Cyberattack in Paraguay in June 2025

On 11 June 2025, an international hacker group called Brigada Cyber PC supposedly hacked several Paraguayan Government agencies, asking for a ransom of roughly 1 dollar per citizen.

The Government denied paying the ransom and the data was leaked online on 13 June. According to the government the attack was not real, with the data being gathered from previous ransomware attacks.

==Attack==

On 11 June 2025, a hacker group called Brigada Cyber PC posted on a darknet forum darkforums.st that they stole data from every Paraguayan and threatened to post it online unless the Government paid US$7.4 Million, about one dollar per citizen, up until a timer reached zero, on 13 June.

The Government was hacked by two other international hacker groups, Leaker and CyberTeam, on a spawn of only three months.

==Reactions==

The Government was warned about the attack by the American company Resecurity.

On the same day, the Government denied that the group has hacked the Government, affirming that the data was collected on previous ransomware attacks.

The Minister of Technology and Information Gustavo Villate declared to Organized Crime and Corruption Reporting Project (OCCRP) that "the Government never negotiates with this types of actors". The Ministry also began investigating new security breaches of the governmental systems.

==Leakage==

Hours after the timer reached zero, the data was leaked online.

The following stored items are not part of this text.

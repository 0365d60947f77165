// Copyright (c) 2025 Geoffrey Huntley <ghuntley@ghuntley.com>. All rights reserved.
// SPDX-License-Identifier: Proprietary

//! Branch protection bound to one App installation.
//!
//! Every write is a full reconciliation: read the current rule, compute the
//! desired status-check set, and `PUT` the rule back with all other fields
//! untouched. Identical calls after the first issue no write.

use std::sync::Arc;

use async_trait::async_trait;
use tracing::{debug, info, instrument};

use crate::client::GithubAppClient;
use crate::error::GithubAppError;
use crate::limiter::NonBlockingLimiter;
use crate::types::{BranchProtectionRule, RequiredStatusChecks, StatusCheck};

#[async_trait]
pub trait BranchProtectionEngine: Send + Sync {
	async fn default_branch(&self, owner: &str, repo: &str) -> Result<String, GithubAppError>;

	/// `None` when the branch has no protection rule.
	async fn get_protected_branch(
		&self,
		owner: &str,
		repo: &str,
		branch: &str,
	) -> Result<Option<BranchProtectionRule>, GithubAppError>;

	/// Leave the branch with admin enforcement set to `enforce_admin` and
	/// required checks equal to `(previous ∪ required) \ disabled`.
	async fn enable_branch_protection(
		&self,
		owner: &str,
		repo: &str,
		branch: &str,
		enforce_admin: bool,
		required: &[String],
		disabled: &[String],
	) -> Result<BranchProtectionRule, GithubAppError>;
}

#[derive(Debug, Clone, Copy, Default, PartialEq, Eq)]
pub struct BranchProtectionOptions {
	non_blocking_limiter: bool,
}

impl BranchProtectionOptions {
	pub fn new() -> Self {
		Self::default()
	}

	/// Drop calls over the installation's rate budget instead of waiting.
	pub fn enable_non_blocking_limiter(mut self) -> Self {
		self.non_blocking_limiter = true;
		self
	}

	pub fn non_blocking_limiter(&self) -> bool {
		self.non_blocking_limiter
	}
}

pub fn is_enforce_admin_enabled(rule: &BranchProtectionRule) -> bool {
	rule.enforce_admins
}

/// `(previous ∪ required) \ disabled`, keeping previous order then the order
/// of `required`, without duplicates.
pub fn merge_status_checks(previous: &[&str], required: &[String], disabled: &[String]) -> Vec<String> {
	let mut merged: Vec<String> = Vec::with_capacity(previous.len() + required.len());
	for name in previous
		.iter()
		.copied()
		.chain(required.iter().map(String::as_str))
	{
		if disabled.iter().any(|d| d == name) || merged.iter().any(|m| m == name) {
			continue;
		}
		merged.push(name.to_string());
	}
	merged
}

/// Apply `enforce_admin` and the merged check list to `current`. Checks that
/// survive keep their `app_id`.
fn desired_rule(
	current: Option<&BranchProtectionRule>,
	branch: &str,
	enforce_admin: bool,
	required: &[String],
	disabled: &[String],
) -> BranchProtectionRule {
	let mut rule = current
		.cloned()
		.unwrap_or_else(|| BranchProtectionRule::unprotected(branch));
	let previous = current.map(|r| r.contexts()).unwrap_or_default();
	let merged = merge_status_checks(&previous, required, disabled);

	let old_checks: &[StatusCheck] = current
		.and_then(|r| r.required_status_checks.as_ref())
		.map(|r| r.checks.as_slice())
		.unwrap_or(&[]);
	let checks: Vec<StatusCheck> = merged
		.into_iter()
		.map(|name| {
			old_checks
				.iter()
				.find(|c| c.context == name)
				.cloned()
				.unwrap_or_else(|| StatusCheck::new(name))
		})
		.collect();

	rule.required_status_checks = match rule.required_status_checks.take() {
		Some(existing) => Some(RequiredStatusChecks {
			strict: existing.strict,
			checks,
		}),
		None if checks.is_empty() => None,
		None => Some(RequiredStatusChecks {
			strict: false,
			checks,
		}),
	};
	rule.enforce_admins = enforce_admin;
	rule
}

/// [`BranchProtectionEngine`] over the GitHub REST API.
#[derive(Clone)]
pub struct BranchProtectionRepository {
	client: GithubAppClient,
	installation_id: i64,
	limiter: Option<Arc<NonBlockingLimiter>>,
}

impl BranchProtectionRepository {
	pub async fn new(
		client: GithubAppClient,
		installation_id: i64,
		options: BranchProtectionOptions,
	) -> Self {
		let limiter = if options.non_blocking_limiter() {
			Some(client.limiter_for(installation_id).await)
		} else {
			None
		};

		Self {
			client,
			installation_id,
			limiter,
		}
	}

	pub fn installation_id(&self) -> i64 {
		self.installation_id
	}

	fn admit(&self) -> Result<(), GithubAppError> {
		match &self.limiter {
			Some(limiter) => limiter.check(),
			None => Ok(()),
		}
	}
}

#[async_trait]
impl BranchProtectionEngine for BranchProtectionRepository {
	#[instrument(skip(self), fields(installation_id = self.installation_id))]
	async fn default_branch(&self, owner: &str, repo: &str) -> Result<String, GithubAppError> {
		self.admit()?;
		let repository = self
			.client
			.get_repository(self.installation_id, owner, repo)
			.await?;
		Ok(repository.default_branch)
	}

	#[instrument(skip(self), fields(installation_id = self.installation_id))]
	async fn get_protected_branch(
		&self,
		owner: &str,
		repo: &str,
		branch: &str,
	) -> Result<Option<BranchProtectionRule>, GithubAppError> {
		self.admit()?;
		self
			.client
			.get_branch_protection(self.installation_id, owner, repo, branch)
			.await
	}

	#[instrument(skip(self), fields(installation_id = self.installation_id))]
	async fn enable_branch_protection(
		&self,
		owner: &str,
		repo: &str,
		branch: &str,
		enforce_admin: bool,
		required: &[String],
		disabled: &[String],
	) -> Result<BranchProtectionRule, GithubAppError> {
		let current = self.get_protected_branch(owner, repo, branch).await?;
		let desired = desired_rule(current.as_ref(), branch, enforce_admin, required, disabled);

		if current.as_ref() == Some(&desired) {
			debug!("branch protection already in desired state");
			return Ok(desired);
		}

		self.admit()?;
		let updated = self
			.client
			.put_branch_protection(self.installation_id, owner, repo, &desired)
			.await?;

		info!(
			owner,
			repo,
			branch,
			enforce_admin,
			checks = ?updated.contexts(),
			"branch protection reconciled"
		);
		Ok(updated)
	}
}

#[cfg(test)]
mod tests {
	use super::*;
	use crate::client::tests::{repo_body, test_client};
	use crate::config::{GithubAppConfig, LimiterSettings};
	use cla_common_http::RetryConfig;
	use proptest::prelude::*;
	use serde_json::json;
	use wiremock::matchers::{body_partial_json, method, path};
	use wiremock::{Mock, MockServer, ResponseTemplate};

	fn strings(names: &[&str]) -> Vec<String> {
		names.iter().map(|s| s.to_string()).collect()
	}

	#[test]
	fn merge_keeps_order_and_drops_disabled() {
		let merged = merge_status_checks(
			&["ci/build", "EasyCLA", "lint"],
			&strings(&["EasyCLA", "docs"]),
			&strings(&["lint"]),
		);
		assert_eq!(merged, strings(&["ci/build", "EasyCLA", "docs"]));
	}

	#[test]
	fn disabled_wins_over_required() {
		let merged = merge_status_checks(&[], &strings(&["EasyCLA"]), &strings(&["EasyCLA"]));
		assert!(merged.is_empty());
	}

	#[test]
	fn desired_rule_preserves_other_fields() {
		let mut current = BranchProtectionRule::unprotected("main");
		current.required_linear_history = true;
		current.required_status_checks = Some(RequiredStatusChecks {
			strict: true,
			checks: vec![StatusCheck {
				context: "ci/build".to_string(),
				app_id: Some(7),
			}],
		});

		let desired = desired_rule(Some(&current), "main", true, &strings(&["EasyCLA"]), &[]);
		assert!(desired.enforce_admins);
		assert!(desired.required_linear_history);
		let checks = desired.required_status_checks.unwrap();
		assert!(checks.strict);
		assert_eq!(checks.checks[0].app_id, Some(7));
		assert_eq!(checks.checks[1], StatusCheck::new("EasyCLA"));
	}

	#[test]
	fn desired_rule_for_unprotected_branch() {
		let desired = desired_rule(None, "main", false, &strings(&["EasyCLA"]), &[]);
		assert_eq!(desired.contexts(), vec!["EasyCLA"]);
		assert!(!desired.required_status_checks.as_ref().unwrap().strict);

		let empty = desired_rule(None, "main", false, &[], &[]);
		assert!(empty.required_status_checks.is_none());
	}

	proptest! {
		#[test]
		fn merge_is_set_closure(
			previous in proptest::collection::vec("[a-d]", 0..6),
			required in proptest::collection::vec("[a-d]", 0..4),
			disabled in proptest::collection::vec("[a-d]", 0..4),
		) {
			let prev: Vec<&str> = previous.iter().map(String::as_str).collect();
			let merged = merge_status_checks(&prev, &required, &disabled);

			for name in previous.iter().chain(required.iter()) {
				prop_assert_eq!(merged.contains(name), !disabled.contains(name));
			}
			for name in &merged {
				prop_assert!(previous.contains(name) || required.contains(name));
			}
			let mut deduped = merged.clone();
			deduped.dedup();
			prop_assert_eq!(deduped.len(), merged.len());
		}
	}

	fn protected_body(contexts: &[&str], enforce_admins: bool) -> serde_json::Value {
		json!({
			"required_status_checks": {"strict": true, "contexts": contexts},
			"enforce_admins": {"enabled": enforce_admins},
			"required_linear_history": {"enabled": true}
		})
	}

	#[tokio::test]
	async fn enable_writes_merged_rule() {
		let server = MockServer::start().await;
		Mock::given(method("GET"))
			.and(path("/repos/acme/widgets/branches/main/protection"))
			.respond_with(ResponseTemplate::new(200).set_body_json(protected_body(&["ci/build"], false)))
			.mount(&server)
			.await;
		Mock::given(method("PUT"))
			.and(path("/repos/acme/widgets/branches/main/protection"))
			.and(body_partial_json(json!({
				"enforce_admins": true,
				"required_linear_history": true,
				"required_status_checks": {
					"strict": true,
					"checks": [{"context": "ci/build"}, {"context": "EasyCLA"}]
				}
			})))
			.respond_with(
				ResponseTemplate::new(200).set_body_json(protected_body(&["ci/build", "EasyCLA"], true)),
			)
			.expect(1)
			.mount(&server)
			.await;

		let client = test_client(&server).await;
		let engine = BranchProtectionRepository::new(client, 17, BranchProtectionOptions::new()).await;
		let rule = engine
			.enable_branch_protection("acme", "widgets", "main", true, &strings(&["EasyCLA"]), &[])
			.await
			.unwrap();

		assert!(is_enforce_admin_enabled(&rule));
		assert_eq!(rule.contexts(), vec!["ci/build", "EasyCLA"]);
	}

	#[tokio::test]
	async fn enable_skips_write_when_rule_matches() {
		let server = MockServer::start().await;
		Mock::given(method("GET"))
			.and(path("/repos/acme/widgets/branches/main/protection"))
			.respond_with(ResponseTemplate::new(200).set_body_json(protected_body(&["EasyCLA"], true)))
			.mount(&server)
			.await;
		Mock::given(method("PUT"))
			.respond_with(ResponseTemplate::new(500))
			.expect(0)
			.mount(&server)
			.await;

		let client = test_client(&server).await;
		let engine = BranchProtectionRepository::new(client, 17, BranchProtectionOptions::new()).await;
		let rule = engine
			.enable_branch_protection("acme", "widgets", "main", true, &strings(&["EasyCLA"]), &[])
			.await
			.unwrap();
		assert_eq!(rule.contexts(), vec!["EasyCLA"]);
	}

	#[tokio::test]
	async fn default_branch_comes_from_repository() {
		let server = MockServer::start().await;
		Mock::given(method("GET"))
			.and(path("/repos/acme/widgets"))
			.respond_with(ResponseTemplate::new(200).set_body_json(repo_body(42, "acme/widgets")))
			.mount(&server)
			.await;

		let client = test_client(&server).await;
		let engine = BranchProtectionRepository::new(client, 17, BranchProtectionOptions::new()).await;
		assert_eq!(engine.default_branch("acme", "widgets").await.unwrap(), "main");
	}

	#[tokio::test]
	async fn limiter_drops_excess_calls() {
		let server = MockServer::start().await;
		Mock::given(method("GET"))
			.and(path("/repos/acme/widgets/branches/main/protection"))
			.respond_with(ResponseTemplate::new(200).set_body_json(protected_body(&[], false)))
			.expect(1)
			.mount(&server)
			.await;

		let config = GithubAppConfig::new(1, "unused")
			.with_test_base_url(&server.uri())
			.with_retry_config(RetryConfig::no_retry())
			.with_limiter(LimiterSettings {
				rate_per_sec: 0.0,
				burst: 1,
			});
		let client = GithubAppClient::new(config).unwrap();
		client.seed_installation_token(17, "inst-token").await;

		let options = BranchProtectionOptions::new().enable_non_blocking_limiter();
		let engine = BranchProtectionRepository::new(client, 17, options).await;

		assert!(engine
			.get_protected_branch("acme", "widgets", "main")
			.await
			.unwrap()
			.is_some());
		let err = engine
			.get_protected_branch("acme", "widgets", "main")
			.await
			.unwrap_err();
		assert!(matches!(err, GithubAppError::LimiterDropped));
	}
}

It included data harverested from at least 18 Governmental agencies, including the National Traffic Agency, the Cordillera Department, the Presidency of the Republic, and the Ministries of Public Health, Justice, Education and Agriculture. The data was published on three different files.

Gustavo Villate declared that indeed the data published was collected on previous leakages, as it didn't coincide with the official governmental databases, and there was data from more people than the population of the country. Data from 7.4 million people was leaked, while the Paraguayan population on the last census was of 6 million people.